Authorize.net's recent woes have made Wired News. Authorize.net is a local outfit. In fact, iMall and Authorize.net had discussions about merging at one point. We had just bought PurePayment.net and had some great credit card gateway technology that eventually became the SurePay gateway. Authorize.net had lots of customers. We thought it was a match made in heaven, but it was not to be. At any rate, Authorize.net has been suffering from a DDoS attack lately and their 90,000 customers are starting to get antsy:
"I'm losing four grand a day in revenue," said David Hoekje, president of PartsGuy.com, an online heating and air conditioning parts dealer. "My year is a bell curve, and we're on the upwards slope now. This is 5 percent of my year, gone."
"We know how hard it is," said Michael Adberg, co-founder of WeaKnees.com. The site, which sells TiVo upgrades and DirecTV installations, was itself the target of a DDoS attack last October. "But we're surprised that such a large company wasn't better prepared than we were." He added, "They have really let us down.From Wired News: Hack Attack Gums Up Authorize.Net
Referenced Wed Sep 22 2004 07:44:25 GMT-0600
Authorize.net used to be owned by InfoSpace. They were recently bought by LightBridge. LightBridge recently laid off 12% of their workforce and then these mysterious DDoS attacks started. Hmm...If I were looking, I know where I'd start. (see Stealing the Network)

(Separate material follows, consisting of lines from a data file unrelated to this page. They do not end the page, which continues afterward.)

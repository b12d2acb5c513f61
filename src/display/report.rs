//! Formatting helpers for terminal reports

use rust_decimal::prelude::ToPrimitive;

use crate::models::Money;

/// Create a simple bar chart representation
pub fn format_bar(value: f64, max_value: f64, width: usize) -> String {
    if max_value <= 0.0 || value <= 0.0 {
        return "░".repeat(width);
    }

    let filled = ((value / max_value) * width as f64).round() as usize;
    let filled = filled.min(width);

    format!("{}{}", "█".repeat(filled), "░".repeat(width - filled))
}

/// Bar for a money amount scaled against `max`
pub fn money_bar(value: Money, max: Money, width: usize) -> String {
    format_bar(
        value.amount().to_f64().unwrap_or(0.0),
        max.amount().to_f64().unwrap_or(0.0),
        width,
    )
}

/// Format a header with an underline
pub fn format_header(title: &str, width: usize) -> String {
    format!("{}\n{}", title, separator(width))
}

/// Format a separator line
pub fn separator(width: usize) -> String {
    "─".repeat(width)
}

/// Format a double separator line
pub fn double_separator(width: usize) -> String {
    "═".repeat(width)
}

#[cfg(test)]
mod tests {
    use super::*;

    #[test]
    fn test_format_bar() {
        let bar = format_bar(50.0, 100.0, 10);
        assert_eq!(bar.chars().filter(|c| *c == '█').count(), 5);
        assert_eq!(bar.chars().count(), 10);
    }

    #[test]
    fn test_format_bar_clamps() {
        assert_eq!(format_bar(450.0, 100.0, 4), "████");
        assert_eq!(format_bar(10.0, 0.0, 3), "░░░");
    }

    #[test]
    fn test_money_bar() {
        let bar = money_bar(Money::from_units(25), Money::from_units(100), 8);
        assert_eq!(bar, "██░░░░░░");
    }

    #[test]
    fn test_header() {
        assert_eq!(format_header("Title", 3), "Title\n───");
    }
}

Not surprisingly, the LightBridge Web site doesn't make mention of these problems and the Authorize.net page handles them with a small link that leads to a not very helpful statements. Maybe Authorize.net is connecting with their customers some other way to give them reassurance that they're handling the problem, but somehow I suspect that they're not. Like almost all company Web sites, the Authorize.net Web page continues to scream happy thoughts that in some marketer's imagination are supposed to make us want to use their service. My advice: start a blog and let a human write it. It won't solve the DDoS attacks, but it will connect to customers better.